Molecular phylogeny is widely used to study pathogen evolution and performs best when dealing with limited amounts of data and long-term evolutionary relationships. Nonetheless, traditional phylogenetic algorithms often struggle with data from rapidly evolving pathogens and short time scales, producing low-confidence trees due to the high similarity of viral sequences [1]. To overcome this limitation, we developed VirNA (Viral Network Analyzer, v. 1.0), a tool that leverages Minimum Spanning Networks (MSNs) to reconstruct potential evolutionary trajectories of rapidly evolving viral genomes. This approach is specifically designed to accommodate the short timescales and high sequence similarities characteristic of such genomic datasets. In contrast to phylogenetic analyses, which represent observed sequences as leaves (Operational Taxonomic Units, OTUs) and internal nodes as inferred hypothetical ancestors within a hierarchical structure, MSNs directly represent relationships among observed sequences, with all nodes corresponding to actual data. Moreover, MSNs are networks, not hierarchical trees, allowing them to include loops or multiple paths in their topology to capture the complexity of evolutionary relationships. VirNA sets itself apart from existing MSN tools, like Pegas [2] and PopArt [3], by using a new way to connect sequences and enabling directional links between them. This makes it possible to trace possible routes followed by the infection. As a result, the networks can include closed paths that, because of their directional flow, are not loops. Moreover, VirNA has been implemented to efficiently analyze thousands of viral genomes. To validate the performance of VirNA, we compared the results of VirNA to those obtained from PopArt [3] and Pegas [2], highlighting their key algorithmic differences. Additionally, we applied VirNA to datasets of real viral sequences and compared its output to that of phylogeny algorithms, showing their complementary nature.

2. Results

2.1. VirNA

VirNA is an implementation of Bandelt et al.’s [4] algorithm with the introduction of novel elements for the analysis of viral genome evolution. In Bandelt’s algorithm [4], the MSN is constructed by connecting sequences based on pairwise distances, prioritizing the smallest possible differences [4]. The network is constructed through recursive steps, starting from the unconnected nodes [4]. Pairwise distances between nodes are then considered in ascending order, adding connections until the network becomes fully connected [4]. This algorithm is especially suitable for analyzing closely related sequences, such as viral genomes or population-level genetic data [4]. The final network reconstructed by Bandelt et al.’s algorithm is undirected and unrooted [4]. Consistently with the original Bandelt’s algorithm [4], VirNA traces the shortest paths that connect the sequences/nodes, but with the addition of a constraint: the set of genomic mutations in a parent node must be fully contained within those of its child node. This feature starts from the assumption that mutations tend to occur and accumulate in a forward progression starting from a reference/ancestor sequence rather than reverting to their original state.
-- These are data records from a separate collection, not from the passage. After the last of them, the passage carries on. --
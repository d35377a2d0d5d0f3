pub mod codec;
pub mod connection;
pub mod dispatch;
pub mod frame;
pub mod handler;
pub mod proxy;
pub mod registry;
pub mod remote;
pub mod request;
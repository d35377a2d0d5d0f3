use crate::core::handler::Handler;
use parking_lot::Mutex;
use std::collections::HashMap;
use std::sync::Arc;
use tracing::trace;

struct Entry {
  instance: Arc<dyn Handler>,
  identity: usize,
}

#[derive(Default)]
struct RegistryInner {
  by_name: HashMap<String, Entry>,
  name_by_identity: HashMap<usize, String>,
}

/// Local instances exported to the peer, addressable by their wire name.
///
/// Identity-keyed: exporting the same instance twice through the same
/// connection yields the same name, so the peer observes reference identity.
#[derive(Default)]
pub(crate) struct ObjectRegistry {
  inner: Mutex<RegistryInner>,
}

fn identity_of(instance: &Arc<dyn Handler>) -> usize {
  Arc::as_ptr(instance) as *const () as usize
}

impl ObjectRegistry {
  /// Register `instance` under a fresh `<label>_<4 hex digits>` name, or
  /// return the name it already carries on this connection.
  pub(crate) fn export<F>(&self, instance: &Arc<dyn Handler>, next_id: F) -> String
  where
    F: FnOnce() -> u64,
  {
    let identity = identity_of(instance);
    let mut inner = self.inner.lock();
    if let Some(name) = inner.name_by_identity.get(&identity) {
      return name.clone();
    }
    let name = format!("{}_{:04x}", instance.type_label().to_lowercase(), next_id());
    trace!("[RPC] exporting instance {}", name);
    inner.name_by_identity.insert(identity, name.clone());
    inner.by_name.insert(
      name.clone(),
      Entry {
        instance: instance.clone(),
        identity,
      },
    );
    name
  }

  pub(crate) fn get(&self, name: &str) -> Option<Arc<dyn Handler>> {
    self.inner.lock().by_name.get(name).map(|e| e.instance.clone())
  }

  /// Idempotent: a second removal of the same name is a no-op.
  pub(crate) fn remove(&self, name: &str) -> bool {
    let mut inner = self.inner.lock();
    match inner.by_name.remove(name) {
      Some(entry) => {
        inner.name_by_identity.remove(&entry.identity);
        trace!("[RPC] released instance {}", name);
        true
      },
      None => false,
    }
  }

  pub(crate) fn clear(&self) {
    let mut inner = self.inner.lock();
    inner.by_name.clear();
    inner.name_by_identity.clear();
  }

  #[cfg(test)]
  fn len(&self) -> usize {
    self.inner.lock().by_name.len()
  }
}
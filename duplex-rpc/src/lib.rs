//! Bidirectional, line-delimited JSON-RPC over stream sockets.
//!
//! Either peer of a connection may invoke methods on the other at any time;
//! a call may hand back a reference to an instance living on the callee,
//! which the caller then invokes methods on through the same socket. One
//! thread drives the inbound side ([`Connection::serve`]) while any number
//! of threads issue outbound calls through [`Proxy`] in three modalities:
//! blocking, in-flight handle, and fire-and-forget notification.

pub mod core;
pub mod error;
pub mod server;

pub use crate::core::codec::{BoundMethod, RpcValue};
pub use crate::core::connection::{
  Connection, HandlerFactory, StatsSnapshot, Timeouts, WeakConnection,
};
pub use crate::core::handler::{Handler, Method, MethodTable, Params, TableHandler};
pub use crate::core::proxy::Proxy;
pub use crate::core::remote::RemoteObject;
pub use crate::core::request::PendingCall;
pub use crate::error::{ReadError, RpcError};
pub use crate::server::Server;
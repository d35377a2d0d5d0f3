use crate::core::codec::RpcValue;
use crate::error::RpcError;
use parking_lot::Mutex;
use std::collections::BTreeMap;
use std::sync::mpsc::{self, Receiver, Sender, TryRecvError};
use tracing::warn;

pub(crate) type ResponseSender = Sender<Result<RpcValue, RpcError>>;

/// Outstanding requests awaiting a response, keyed by id.
#[derive(Default)]
pub(crate) struct RequestTable {
  pending: Mutex<BTreeMap<u64, ResponseSender>>,
}

impl RequestTable {
  pub(crate) fn insert(&self, id: u64, tx: ResponseSender) {
    let previous = self.pending.lock().insert(id, tx);
    debug_assert!(previous.is_none(), "request id {} reused", id);
  }

  /// Deliver a response to its waiter. Returns false when the id is unknown.
  pub(crate) fn complete(&self, id: u64, result: Result<RpcValue, RpcError>) -> bool {
    let tx = self.pending.lock().remove(&id);
    match tx {
      Some(tx) => {
        // A waiter that gave up is not an error.
        let _ = tx.send(result);
        true
      },
      None => false,
    }
  }

  /// Drop an entry without completing it (the request never hit the wire).
  pub(crate) fn discard(&self, id: u64) {
    self.pending.lock().remove(&id);
  }

  /// Fail every outstanding entry with a transport error.
  pub(crate) fn fail_all(&self) {
    let drained = std::mem::take(&mut *self.pending.lock());
    if !drained.is_empty() {
      warn!("[RPC] failing {} outstanding requests", drained.len());
    }
    for (_, tx) in drained {
      let _ = tx.send(Err(RpcError::PeerDisconnect));
    }
  }

  pub(crate) fn outstanding(&self) -> usize {
    self.pending.lock().len()
  }
}

/// Handle to an in-flight call issued without waiting.
///
/// The result arrives on whichever thread is driving the connection's read
/// loop; [`wait`](PendingCall::wait) blocks until it does.
pub struct PendingCall {
  id: u64,
  rx: Receiver<Result<RpcValue, RpcError>>,
}

impl PendingCall {
  pub(crate) fn new(id: u64, rx: Receiver<Result<RpcValue, RpcError>>) -> Self {
    PendingCall { id, rx }
  }

  pub(crate) fn channel(id: u64) -> (ResponseSender, PendingCall) {
    let (tx, rx) = mpsc::channel();
    (tx, PendingCall::new(id, rx))
  }

  /// The request id this call was issued under.
  pub fn id(&self) -> u64 {
    self.id
  }

  /// Block until the response (or a transport failure) arrives.
  pub fn wait(self) -> Result<RpcValue, RpcError> {
    self.rx.recv().unwrap_or(Err(RpcError::PeerDisconnect))
  }

  /// Non-blocking completion check; consumes the result when it is ready.
  pub fn poll(&self) -> Option<Result<RpcValue, RpcError>> {
    match self.rx.try_recv() {
      Ok(result) => Some(result),
      Err(TryRecvError::Empty) => None,
      Err(TryRecvError::Disconnected) => Some(Err(RpcError::PeerDisconnect)),
    }
  }
}

#[cfg(test)]
mod tests {
  use super::*;
  use serde_json::json;

  #[test]
  fn complete_reaches_the_waiter() {
    let table = RequestTable::default();
    let (tx, call) = PendingCall::channel(1);
    table.insert(1, tx);
    assert!(table.complete(1, Ok(RpcValue::from(json!("pong")))));
    assert_eq!(call.wait().unwrap().as_str(), Some("pong"));
    assert_eq!(table.outstanding(), 0);
  }

  #[test]
  fn unknown_ids_are_reported() {
    let table = RequestTable::default();
    assert!(!table.complete(99, Ok(RpcValue::null())));
  }

  #[test]
  fn fail_all_unblocks_every_waiter() {
    let table = RequestTable::default();
    let (tx1, call1) = PendingCall::channel(1);
    let (tx2, call2) = PendingCall::channel(2);
    table.insert(1, tx1);
    table.insert(2, tx2);
    table.fail_all();
    assert!(matches!(call1.wait(), Err(RpcError::PeerDisconnect)));
    assert!(matches!(call2.wait(), Err(RpcError::PeerDisconnect)));
  }

  #[test]
  fn poll_is_nonblocking() {
    let table = RequestTable::default();
    let (tx, call) = PendingCall::channel(1);
    table.insert(1, tx);
    assert!(call.poll().is_none());
    table.complete(1, Ok(RpcValue::null()));
    assert!(call.poll().unwrap().unwrap().is_null());
  }
}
For example, when an adenine base mutates into a thymine (initiating the creation of a variant), the probability of it reverting back to adenine through subsequent mutations in the evolutionary lineage is relatively low, particularly over short evolutionary timescales and under stable environmental conditions. While such reversions may occur over extended periods due to random chance, environmental pressure, etc., they are statistically improbable in the context of short-term evolution, where the accumulation of mutations tends to dominate. From this point forward, we will refer to this new constraint introduced in our MSN implementation as Haplotype Compatibility (HC). The edges between nodes are directed and represent the accumulation of new mutations in the child node, preserving the history of accumulated mutations from the ancestor or reference sequence. As a result, the algorithm forms a Directed Acyclic Graph (DAG), with edges directed from source nodes (fewer mutations) to target nodes (more mutations), adding a novel element compared to Bandelt’s algorithm [4]. Additionally, unlike Bandelt’s algorithm [4], VirNA may split data into multiple distinct networks due to the mutation compatibility constraint.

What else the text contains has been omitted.